*Required action*
Please write out the data below once more, exactly as it stands.

═══ Study material ═══

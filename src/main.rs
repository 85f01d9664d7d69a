//! QuotaHub Server — resource-quota accounting for a hosting panel.
//!
//! Main entry point that wires all crates together and starts the server.

use std::sync::Arc;

use tracing_subscriber::{EnvFilter, fmt};

use quotahub_api::state::AppState;
use quotahub_core::config::AppConfig;
use quotahub_core::error::AppError;
use quotahub_database::connection::DatabasePool;
use quotahub_database::repositories::quota::QuotaRepository;
use quotahub_database::repositories::server::ServerRepository;
use quotahub_database::repositories::settings::SettingsRepository;
use quotahub_database::repositories::user::UserRepository;
use quotahub_service::accounting::AccountingService;
use quotahub_service::quota::QuotaService;
use quotahub_service::server_resources::ServerResourceService;
use quotahub_service::settings::SettingsService;

#[tokio::main]
async fn main() {
    let env = std::env::var("QUOTAHUB_ENV").unwrap_or_else(|_| "development".to_string());

    let config = match AppConfig::load(&env) {
        Ok(c) => c,
        Err(e) => {
            eprintln!("Failed to load configuration: {e}");
            std::process::exit(1);
        }
    };

    init_logging(&config);

    if let Err(e) = run(config).await {
        tracing::error!("Server error: {e}");
        std::process::exit(1);
    }
}

/// Initialize tracing/logging
fn init_logging(config: &AppConfig) {
    let filter =
        EnvFilter::try_from_default_env().unwrap_or_else(|_| EnvFilter::new(&config.logging.level));

    match config.logging.format.as_str() {
        "json" => {
            fmt()
                .json()
                .with_env_filter(filter)
                .with_target(true)
                .init();
        }
        _ => {
            fmt()
                .pretty()
                .with_env_filter(filter)
                .with_target(true)
                .init();
        }
    }
}

/// Main server run function
async fn run(config: AppConfig) -> Result<(), AppError> {
    tracing::info!("Starting QuotaHub v{}", env!("CARGO_PKG_VERSION"));

    // ── Database connection + migrations ─────────────────────────
    let db = DatabasePool::connect(&config.database).await?;
    quotahub_database::migration::run_migrations(db.pool()).await?;
    let pool = db.into_pool();

    // ── Repositories ─────────────────────────────────────────────
    let quota_repo = Arc::new(QuotaRepository::new(pool.clone()));
    let server_repo = Arc::new(ServerRepository::new(pool.clone()));
    let user_repo = Arc::new(UserRepository::new(pool.clone()));
    let settings_repo = Arc::new(SettingsRepository::new(pool.clone()));

    // ── Services ─────────────────────────────────────────────────
    let settings_service = Arc::new(SettingsService::new(Arc::clone(&settings_repo)));
    let accounting = Arc::new(AccountingService::new(
        Arc::clone(&quota_repo),
        Arc::clone(&server_repo),
        Arc::clone(&settings_service),
    ));
    let quota_service = Arc::new(QuotaService::new(
        Arc::clone(&quota_repo),
        Arc::clone(&user_repo),
        Arc::clone(&settings_service),
    ));
    let server_resource_service = Arc::new(ServerResourceService::new(
        Arc::clone(&server_repo),
        Arc::clone(&accounting),
    ));

    // ── HTTP server ──────────────────────────────────────────────
    let state = AppState {
        config: Arc::new(config.clone()),
        db_pool: pool,
        quota_service,
        server_resource_service,
        settings_service,
    };

    let app = quotahub_api::build_router(state);

    let addr = format!("{}:{}", config.server.host, config.server.port);
    let listener = tokio::net::TcpListener::bind(&addr)
        .await
        .map_err(|e| AppError::internal(format!("Failed to bind {addr}: {e}")))?;

    tracing::info!("QuotaHub server listening on {addr}");

    axum::serve(listener, app)
        .with_graceful_shutdown(async {
            shutdown_signal().await;
            tracing::info!("Shutdown signal received, starting graceful shutdown...");
        })
        .await
        .map_err(|e| AppError::internal(format!("Server error: {e}")))?;

    tracing::info!("QuotaHub server shut down gracefully");
    Ok(())
}

/// Wait for shutdown signal (Ctrl+C or SIGTERM)
async fn shutdown_signal() {
    let ctrl_c = async {
        tokio::signal::ctrl_c()
            .await
            .expect("Failed to install Ctrl+C handler");
    };

    #[cfg(unix)]
    let terminate = async {
        tokio::signal::unix::signal(tokio::signal::unix::SignalKind::terminate())
            .expect("Failed to install SIGTERM handler")
            .recv()
            .await;
    };

    #[cfg(not(unix))]
    let terminate = std::future::pending::<()>();

    tokio::select! {
        _ = ctrl_c => {},
        _ = terminate => {},
    }
}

═══

*Answer to the exercise*
filename src/main.rs
repository 85f01d9664d7d69a
//! QuotaHub Server — resource-quota accounting for a hosting panel.
//!
//! Main entry point that wires all crates together and starts the server.

use std::sync::Arc;

use tracing_subscriber::{EnvFilter, fmt};

use quotahub_api::state::AppState;
use quotahub_core::config::AppConfig;
use quotahub_core::error::AppError;
use quotahub_database::connection::DatabasePool;
use quotahub_database::repositories::quota::QuotaRepository;
use quotahub_database::repositories::server::ServerRepository;
use quotahub_database::repositories::settings::SettingsRepository;
use quotahub_database::repositories::user::UserRepository;
use quotahub_service::accounting::AccountingService;
use quotahub_service::quota::QuotaService;
use quotahub_service::server_resources::ServerResourceService;
use quotahub_service::settings::SettingsService;

#[tokio::main]
async fn main() {
    let env = std::env::var("QUOTAHUB_ENV").unwrap_or_else(|_| "development".to_string());

    let config = match AppConfig::load(&env) {
        Ok(c) => c,
        Err(e) => {
            eprintln!("Failed to load configuration: {e}");
            std::process::exit(1);
        }
    };

    init_logging(&config);

    if let Err(e) = run(config).await {
        tracing::error!("Server error: {e}");
        std::process::exit(1);
    }
}

/// Initialize tracing/logging
fn init_logging(config: &AppConfig) {
    let filter =
        EnvFilter::try_from_default_env().unwrap_or_else(|_| EnvFilter::new(&config.logging.level));

    match config.logging.format.as_str() {
        "json" => {
            fmt()
                .json()
                .with_env_filter(filter)
                .with_target(true)
                .init();
        }
        _ => {
            fmt()
                .pretty()
                .with_env_filter(filter)
                .with_target(true)
                .init();
        }
    }
}

/// Main server run function
async fn run(config: AppConfig) -> Result<(), AppError> {
    tracing::info!("Starting QuotaHub v{}", env!("CARGO_PKG_VERSION"));

    // ── Database connection + migrations ─────────────────────────
    let db = DatabasePool::connect(&config.database).await?;
    quotahub_database::migration::run_migrations(db.pool()).await?;
    let pool = db.into_pool();

    // ── Repositories ─────────────────────────────────────────────
    let quota_repo = Arc::new(QuotaRepository::new(pool.clone()));
    let server_repo = Arc::new(ServerRepository::new(pool.clone()));
    let user_repo = Arc::new(UserRepository::new(pool.clone()));
    let settings_repo = Arc::new(SettingsRepository::new(pool.clone()));

    // ── Services ─────────────────────────────────────────────────
    let settings_service = Arc::new(SettingsService::new(Arc::clone(&settings_repo)));
    let accounting = Arc::new(AccountingService::new(
        Arc::clone(&quota_repo),
        Arc::clone(&server_repo),
        Arc::clone(&settings_service),
    ));
    let quota_service = Arc::new(QuotaService::new(
        Arc::clone(&quota_repo),
        Arc::clone(&user_repo),
        Arc::clone(&settings_service),
    ));
    let server_resource_service = Arc::new(ServerResourceService::new(
        Arc::clone(&server_repo),
        Arc::clone(&accounting),
    ));

    // ── HTTP server ──────────────────────────────────────────────
    let state = AppState {
        config: Arc::new(config.clone()),
        db_pool: pool,
        quota_service,
        server_resource_service,
        settings_service,
    };

    let app = quotahub_api::build_router(state);

    let addr = format!("{}:{}", config.server.host, config.server.port);
    let listener = tokio::net::TcpListener::bind(&addr)
        .await
        .map_err(|e| AppError::internal(format!("Failed to bind {addr}: {e}")))?;

    tracing::info!("QuotaHub server listening on {addr}");

    axum::serve(listener, app)
        .with_graceful_shutdown(async {
            shutdown_signal().await;
            tracing::info!("Shutdown signal received, starting graceful shutdown...");
        })
        .await
        .map_err(|e| AppError::internal(format!("Server error: {e}")))?;

    tracing::info!("QuotaHub server shut down gracefully");
    Ok(())
}

/// Wait for shutdown signal (Ctrl+C or SIGTERM)
async fn shutdown_signal() {
    let ctrl_c = async {
        tokio::signal::ctrl_c()
            .await
            .expect("Failed to install Ctrl+C handler");
    };

    #[cfg(unix)]
    let terminate = async {
        tokio::signal::unix::signal(tokio::signal::unix::SignalKind::terminate())
            .expect("Failed to install SIGTERM handler")
            .recv()
            .await;
    };

    #[cfg(not(unix))]
    let terminate = std::future::pending::<()>();

    tokio::select! {
        _ = ctrl_c => {},
        _ = terminate => {},
    }
}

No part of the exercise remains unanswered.